Je ne peux concevoir que l’on puisse vouloir arpenter le Mont Chauve autrement qu’en solitaire. Moussorgski, Vivaldi, Tchaïkovski, Saint-Saëns, tous sont des créateurs d’univers musicaux qu’il faut découvrir seul. Et non pas depuis la loge surchauffée d’un opéra. Comment visualiser la mer déchaînée par le mage Prospero, agglutiné avec d’autres voyeurs, perdus dans une rangée de fauteuils à bascule en velours incarnat sentant la sueur ? Comment participer corps et âme à la Danse Macabre ? Comment ressentir les frimas de l’hiver ? S’extasier devant les chatoiements de l’automne ? Participer à la gaieté printanière et se laisser séduire par les langueurs estivales ? Comment comprendre autrement Haydn et Debussy ? Encore un acte égoïste. Je suis égoïste.

***

La musique rugit de plus belle. La messe noire se déroule dans les chuintements staccato des violons. La folie démoniaque s'empare de l'orchestre où tous les thèmes virevoltent dans une ronde instrumentale et furieuse. Le compositeur a fait appel à un staccato sautillant et à des timbres étranges voire malsains. Il recourt à de nombreuses et sauvages percussions du premier temps des hommes-bêtes. Si l’on ferme les yeux, on est le sabbat, on vit le sabbat et l’on pleure toute cette animalité perdue.
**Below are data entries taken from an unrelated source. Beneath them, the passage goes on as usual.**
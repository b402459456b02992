use serde::{Deserialize, Serialize};

use crate::catalog::{EntityKind, FieldValue, Record};
use crate::model::ids::{BookId, EditionId};

/// A published edition of a book.
#[derive(Debug, Clone, PartialEq, Eq, Serialize, Deserialize)]
pub struct Edition {
    pub id: Option<EditionId>,
    pub book_id: BookId,
    pub publisher: String,

    /// Binding or medium, e.g. "Hardcover", "Paperback".
    pub book_type: String,

    pub year: i32,
    pub edition_number: i32,
    pub page_count: i32,
}

impl Edition {
    #[must_use]
    pub fn new(
        book_id: BookId,
        publisher: impl Into<String>,
        book_type: impl Into<String>,
        year: i32,
    ) -> Self {
        Self {
            id: None,
            book_id,
            publisher: publisher.into(),
            book_type: book_type.into(),
            year,
            edition_number: 1,
            page_count: 0,
        }
    }

    #[must_use]
    pub fn with_edition_number(mut self, edition_number: i32) -> Self {
        self.edition_number = edition_number;
        self
    }

    #[must_use]
    pub fn with_page_count(mut self, page_count: i32) -> Self {
        self.page_count = page_count;
        self
    }
}

impl Record for Edition {
    const KIND: EntityKind = EntityKind::Edition;

    fn id(&self) -> Option<i64> {
        self.id.map(EditionId::get)
    }

    fn values(&self) -> Vec<(&'static str, FieldValue<'_>)> {
        vec![
            ("Publisher", FieldValue::Text(Some(&self.publisher))),
            ("BookType", FieldValue::Text(Some(&self.book_type))),
            ("Year", FieldValue::Integer(Some(i64::from(self.year)))),
            (
                "EditionNumber",
                FieldValue::Integer(Some(i64::from(self.edition_number))),
            ),
            ("PageCount", FieldValue::Integer(Some(i64::from(self.page_count)))),
            ("BookId", FieldValue::Reference(Some(self.book_id.get()))),
        ]
    }
}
La cloche sonne enfin. Les esprits malins, faunes difformes et sorcières libidineuses se dispersent pour disparaître dans la lande. Chernobog part se fondre dans l’univers minéral du Mont Chauve. Basavriouk est le dernier à quitter le hameau, emmenant avec lui sa horde cosaque. L’aube se lève lentement et les premières lueurs roses orangées viennent annoncer le retour timide du printemps.

Loin d’être évanescent, le final est joyeux comme si les villageois avaient spontanément organisé une fête guillerette pour saluer la venue du soleil. Les harpes accompagnent un solo de clarinette qui symbolise le retour à la lumière. Une flûte reprend brièvement le même thème avant que le silence ne remplisse la salle de séjour.

***

Je suis enfin en paix. Je peux commencer.